REVIEW: 'The Last Tsar: The Abdication of Nicholas II and the Fall of the Romanovs' by Tsuyoshi Hasegawa

Nicholas II (Boissonnas & Eggler/Wikimedia Commons), Donald Trump (Win McNamee/Getty Images)
December 8, 2024

The fall of ancient dynasties still shake the ground on which we walk, making Tsuyoshi Hasegawa's The Last Tsar more relevant than one might think. The French Revolution spawned a critic, Edmund Burke, whose writings founded modern conservatism, as well as supporters such as Thomas Jefferson, who said of the bloody uprising, "Rather than it should have failed, I would have seen half the earth desolated." And such polarized debates continue. The fall of Russia's Tsar Nicholas II and his Romanov dynasty in early 1917 opened the door for a Bolshevik coup eight months later that gave the world its first Marxist-Leninist regime and an enthusiasm for communism that is with us still. The Bolsheviks modeled themselves on the earlier French revolutionaries.

Hasegawa has produced a credible, well-sourced, and readable retelling of a dramatic and consequential period in history. Its focus is on the impact of World War I on Russia, but it is also the story of a family: Tsar Nicholas, his wife Alexandra, their four daughters, and their only son and heir, Aleksei, whose hemophilia drives a distraught tsarina to seek the counsel of Rasputin, a disreputable monk who claimed the power to heal her son.

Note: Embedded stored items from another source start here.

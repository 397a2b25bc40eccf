//! Symmetric shared key

use std::fmt;

use subtle::ConstantTimeEq;
use zeroize::Zeroize;

use super::{Key, decode_key_material};
use crate::{encoding::binary::fixed, entropy::Entropy, error::CryptoError, kdf};

/// Length of a shared key
pub const SHARED_KEY_BYTES: usize = 32;

/// A 32-byte symmetric key.
///
/// Used as the root of a [`crate::KeyChain`], as a derived sub-key and as the
/// key input to every AEAD strategy.
///
/// # Security
///
/// - Zeroed on drop
/// - `Debug` shows only the key id
/// - Refuses serde serialization
pub struct SharedKey {
    bytes: [u8; SHARED_KEY_BYTES],
}

impl SharedKey {
    /// Generate a key from the CSPRNG.
    pub fn generate(entropy: &dyn Entropy) -> Self {
        let mut bytes = [0u8; SHARED_KEY_BYTES];
        entropy.fill(&mut bytes);
        Self { bytes }
    }

    /// Create a key from exactly 32 raw bytes.
    pub fn from_bytes(bytes: &[u8]) -> Result<Self, CryptoError> {
        fixed(bytes).map(Self::from_array)
    }

    /// Import a key from raw bytes, `base64:` text or 64 hex digits.
    pub fn import(input: impl AsRef<[u8]>) -> Result<Self, CryptoError> {
        let bytes = decode_key_material::<SHARED_KEY_BYTES>(input.as_ref(), Self::KEY_TYPE)?;
        Ok(Self::from_array(*bytes))
    }

    /// Derive a new key from `key`.
    ///
    /// ```text
    /// PRK = BLAKE2b-256(key.bytes(), key = zero bytes of key.length())
    /// out = BLAKE2b-256(info ‖ salt ‖ 0x01, key = PRK)
    /// ```
    ///
    /// Output is always exactly one 32-byte block.
    pub fn derive(key: &impl Key, info: &[u8], salt: &[u8]) -> Self {
        let prk = kdf::extract(key.bytes());
        let derived = kdf::expand(&prk, info, salt);
        Self::from_array(*derived)
    }

    pub(crate) fn from_array(bytes: [u8; SHARED_KEY_BYTES]) -> Self {
        Self { bytes }
    }

    pub(crate) fn as_array(&self) -> &[u8; SHARED_KEY_BYTES] {
        &self.bytes
    }
}

impl Key for SharedKey {
    const KEY_TYPE: &'static str = "SharedKey";

    fn bytes(&self) -> &[u8] {
        &self.bytes
    }
}

impl Drop for SharedKey {
    fn drop(&mut self) {
        self.bytes.zeroize();
    }
}

impl PartialEq for SharedKey {
    fn eq(&self, other: &Self) -> bool {
        self.bytes.ct_eq(&other.bytes).into()
    }
}

impl Eq for SharedKey {}

impl fmt::Debug for SharedKey {
    fn fmt(&self, f: &mut fmt::Formatter<'_>) -> fmt::Result {
        f.debug_struct("SharedKey").field("id", &self.id()).finish_non_exhaustive()
    }
}

super::prohibit_serde!(SharedKey);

The tsarina and the monk soon take it upon themselves to direct the affairs of a dynasty and government in extreme crisis, due to their malign influence on the tsar. Hasegawa's telling of this story ends in March 1917 with the abdication of Nicholas amid an uneasy power-sharing arrangement by a Provisional Government and a Petrograd Soviet. Hasegawa stops short of the Bolshevik seizure of power, the banishment of the Romanovs to Siberia, and the execution of the entire family and its servants in 1918.

Why stop this story in the middle of its denouement? By his own account, Hasegawa is partial to Marxism and deeply anti-American, which no doubt qualified him to join the American academy from his native Japan. Critical of the U.S. war in Vietnam, he later evolved to criticizing Washington for the Cold War and for its nuclear arms race with the USSR. The apogee of his career came with his award-winning 2005 book, Racing the Enemy: Stalin, Truman, and the Surrender of Japan, which argued that the atomic bombs dropped in 1945 on Hiroshima and Nagasaki did not prompt Tokyo's surrender; rather it was prompted by a Soviet declaration of war that was issued in between the two bombings. The weight of recent scholarship argues otherwise.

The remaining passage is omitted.